Deuda pública vs crowdlending

La deuda pública de un país es el dinero que se pide prestado para cubrir el déficit del mismo. Estos recursos financieros son, junto a los impuestos y la creación de dinero, los métodos que emplea un estado para financiarse y pagar los altos costes de la administración. La emisión de deuda en España suele materializarse en letras, bonos y obligaciones gestionados por el Tesoro Público. Cualquier particular puede acceder a la compra de estos valores soberanos con el fin de que el país se financie y, al mismo tiempo, obtener una rentabilidad. La gestión incluso puede hacerse por Internet, evitando intermediarios.

Se trata de productos de inversión a plazo fijo, lo que significaría que cuanto menos tiempo se tiene el dinero inmovilizado, menor es la rentabilidad que se obtiene. Además, existe un mercado secundario que permite volverlos a poner a la venta antes de su vencimiento si se necesita liquidez. La gran ventaja de estos valores es que gozan de una extraordinaria confiabilidad, puesto que es el ente público quien está detrás de ellos, lo cual suele ser garantía suficiente de cobro. No obstante, puede darse el caso de que el Gobierno acuerde una quita de deuda, lo que afectaría directamente a los inversores.

Excepciones aparte, el riesgo de insolvencia de un Estado es prácticamente nulo. Esta seguridad y el hecho de que su riesgo crediticio sea bastante bajo lleva implícita una contrapartida, y es que su rentabilidad, en términos generales, es muy limitada. De hecho, en la última subasta, todas las letras, ya fueran a 3, 6, 9 o 12 meses, arrojaron rendimientos negativos. Los valores más atractivos arrojaron porcentajes poco alentadores, aunque si se tienen conocimientos financieros más profundos, es posible sacar un mayor partido vendiéndolos en el momento idóneo. En general, se trata de activos refugio porque su rentabilidad está prefijada de antemano. Junto con los depósitos, son el producto de inversión favorito del ahorrador más conservador.

Riesgos y rentabilidad de cada producto

Las diferencias de la deuda pública frente al crowdlending saltan a la vista. En primer lugar, no hay un respaldo tan potente, pero las plataformas de financiación participativa, como es el caso de CIVISLEND, se cuidan bien de examinar concienzudamente a las empresas que acuden a ellas en busca de financiación. En nuestro caso llevamos a cabo hasta tres estudios antes de decidir publicar el proyecto en la plataforma: estudio preliminar, estudio de viabilidad realizado por un agente externo y un análisis del comité de riesgos.  Es innegable que el riesgo es mayor, pero está muy controlado y en todo momento se opera con transparencia para que el inversor tenga toda la información necesaria y tome decisiones con criterio. Por otro lado, la brecha entre la rentabilidad de las letras, bonos y obligaciones frente a la que ofrecen las plataformas es enorme, siendo esta mucho mayor si el ahorrador cuenta con cartera diversificada.

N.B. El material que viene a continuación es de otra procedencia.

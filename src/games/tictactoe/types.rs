//! Core domain types for tic-tac-toe.

use super::position::Position;
use serde::{Deserialize, Serialize};
use std::str::FromStr;
use tracing::instrument;

/// Player in the game.
#[derive(
    Debug,
    Clone,
    Copy,
    PartialEq,
    Eq,
    Hash,
    Serialize,
    Deserialize,
    clap::ValueEnum,
    strum::Display,
    strum::EnumString,
)]
#[strum(ascii_case_insensitive)]
pub enum Player {
    /// Player X (goes first).
    X,
    /// Player O (goes second).
    O,
}

impl Player {
    /// Returns the opponent player.
    pub fn opponent(self) -> Self {
        match self {
            Player::X => Player::O,
            Player::O => Player::X,
        }
    }
}

/// A square on the tic-tac-toe board.
#[derive(Debug, Clone, Copy, PartialEq, Eq, Hash, Serialize, Deserialize)]
pub enum Square {
    /// Empty square.
    Empty,
    /// Square occupied by a player.
    Occupied(Player),
}

impl Square {
    /// Parses one board character: `X`, `O`, or one of `. _ -` and space for empty.
    fn from_char(c: char) -> Option<Self> {
        match c {
            'X' | 'x' => Some(Square::Occupied(Player::X)),
            'O' | 'o' => Some(Square::Occupied(Player::O)),
            '.' | '_' | '-' | ' ' => Some(Square::Empty),
            _ => None,
        }
    }

    fn to_char(self) -> char {
        match self {
            Square::Empty => '.',
            Square::Occupied(Player::X) => 'X',
            Square::Occupied(Player::O) => 'O',
        }
    }
}

/// Reasons a board can be rejected.
#[derive(Debug, Clone, PartialEq, Eq, derive_more::Display)]
pub enum BoardError {
    /// Board text did not describe exactly nine cells.
    #[display("Board must have 9 cells, got {}", _0)]
    WrongLength(usize),

    /// A cell character was not X, O, or an empty marker.
    #[display("Illegal cell {:?} at index {}", found, index)]
    IllegalCell {
        /// Cell index (0-8).
        index: usize,
        /// The offending character.
        found: char,
    },

    /// X count minus O count was not 0 or 1.
    #[display("Inconsistent mark counts: {} X, {} O", x, o)]
    MarkCounts {
        /// Number of X marks.
        x: usize,
        /// Number of O marks.
        o: usize,
    },
}

impl std::error::Error for BoardError {}

/// 3x3 tic-tac-toe board.
#[derive(Debug, Clone, PartialEq, Eq, Hash, Serialize, Deserialize)]
pub struct Board {
    /// Squares in row-major order (0-8).
    squares: [Square; 9],
}

impl Board {
    /// Creates a new empty board.
    pub fn new() -> Self {
        Self {
            squares: [Square::Empty; 9],
        }
    }

    /// Creates a board from squares in row-major order.
    pub fn from_squares(squares: [Square; 9]) -> Self {
        Self { squares }
    }

    /// Gets the square at the given position.
    pub fn get(&self, pos: Position) -> Square {
        self.squares[pos.to_index()]
    }

    /// Sets the square at the given position.
    pub fn set(&mut self, pos: Position, square: Square) {
        self.squares[pos.to_index()] = square;
    }

    /// Clears the square at the given position.
    pub fn clear(&mut self, pos: Position) {
        self.set(pos, Square::Empty);
    }

    /// Checks if a square is empty.
    pub fn is_empty(&self, pos: Position) -> bool {
        self.get(pos) == Square::Empty
    }

    /// Returns all squares as a slice.
    pub fn squares(&self) -> &[Square; 9] {
        &self.squares
    }

    /// Empty positions in board order.
    pub fn empty_positions(&self) -> Vec<Position> {
        Position::ALL
            .iter()
            .copied()
            .filter(|&pos| self.is_empty(pos))
            .collect()
    }

    /// Number of squares holding the player's mark.
    pub fn count(&self, player: Player) -> usize {
        self.squares
            .iter()
            .filter(|&&s| s == Square::Occupied(player))
            .count()
    }

    /// The player whose turn it is under X-first alternation.
    pub fn next_to_move(&self) -> Player {
        if self.count(Player::X) > self.count(Player::O) {
            Player::O
        } else {
            Player::X
        }
    }

    /// Checks the mark-count invariant: X moves first, so X - O is 0 or 1.
    #[instrument(skip(self), fields(board = %self))]
    pub fn validate(&self) -> Result<(), BoardError> {
        let x = self.count(Player::X);
        let o = self.count(Player::O);
        if x == o || x == o + 1 {
            Ok(())
        } else {
            Err(BoardError::MarkCounts { x, o })
        }
    }

    /// Formats the board as a human-readable grid, numbering empty squares 1-9.
    pub fn display(&self) -> String {
        let mut result = String::new();
        for row in 0..3 {
            for col in 0..3 {
                let pos = row * 3 + col;
                let symbol = match self.squares[pos] {
                    Square::Empty => (pos + 1).to_string(),
                    Square::Occupied(player) => player.to_string(),
                };
                result.push_str(&symbol);
                if col < 2 {
                    result.push('|');
                }
            }
            if row < 2 {
                result.push_str("\n-+-+-\n");
            }
        }
        result
    }
}

impl Default for Board {
    fn default() -> Self {
        Self::new()
    }
}

/// Compact nine-character form, e.g. `XO..X....`.
impl std::fmt::Display for Board {
    fn fmt(&self, f: &mut std::fmt::Formatter<'_>) -> std::fmt::Result {
        for square in &self.squares {
            write!(f, "{}", square.to_char())?;
        }
        Ok(())
    }
}

impl FromStr for Board {
    type Err = BoardError;

    /// Parses nine cell characters. Only structure is checked here; call
    /// [`Board::validate`] for the mark-count invariant.
    fn from_str(s: &str) -> Result<Self, Self::Err> {
        let chars: Vec<char> = s.chars().collect();
        if chars.len() != 9 {
            return Err(BoardError::WrongLength(chars.len()));
        }

        let mut squares = [Square::Empty; 9];
        for (index, &c) in chars.iter().enumerate() {
            squares[index] =
                Square::from_char(c).ok_or(BoardError::IllegalCell { index, found: c })?;
        }
        Ok(Self { squares })
    }
}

Uno de los puntos en los que la deuda pública y el crowdlending sí podrían llegar a tocarse es en el aspecto del impacto económico. Mientras que financiando al Estado se ayuda al pago de pensiones o a la mejora de la educación o la sanidad, con el crowdlending se financia la economía real, reforzando el tejido empresarial del país. Los inversores más abiertos a la novedad, enseguida han sido conscientes de las ventajas del crowdlending, apostando por este producto y empiezan a recoger los frutos de sus inversiones. Aunque a los más conservadores les cueste más y sean más reacios a los cambios, sería interesante que analizaran la oportunidad de la financiación alternativa en comparación con la deuda pública.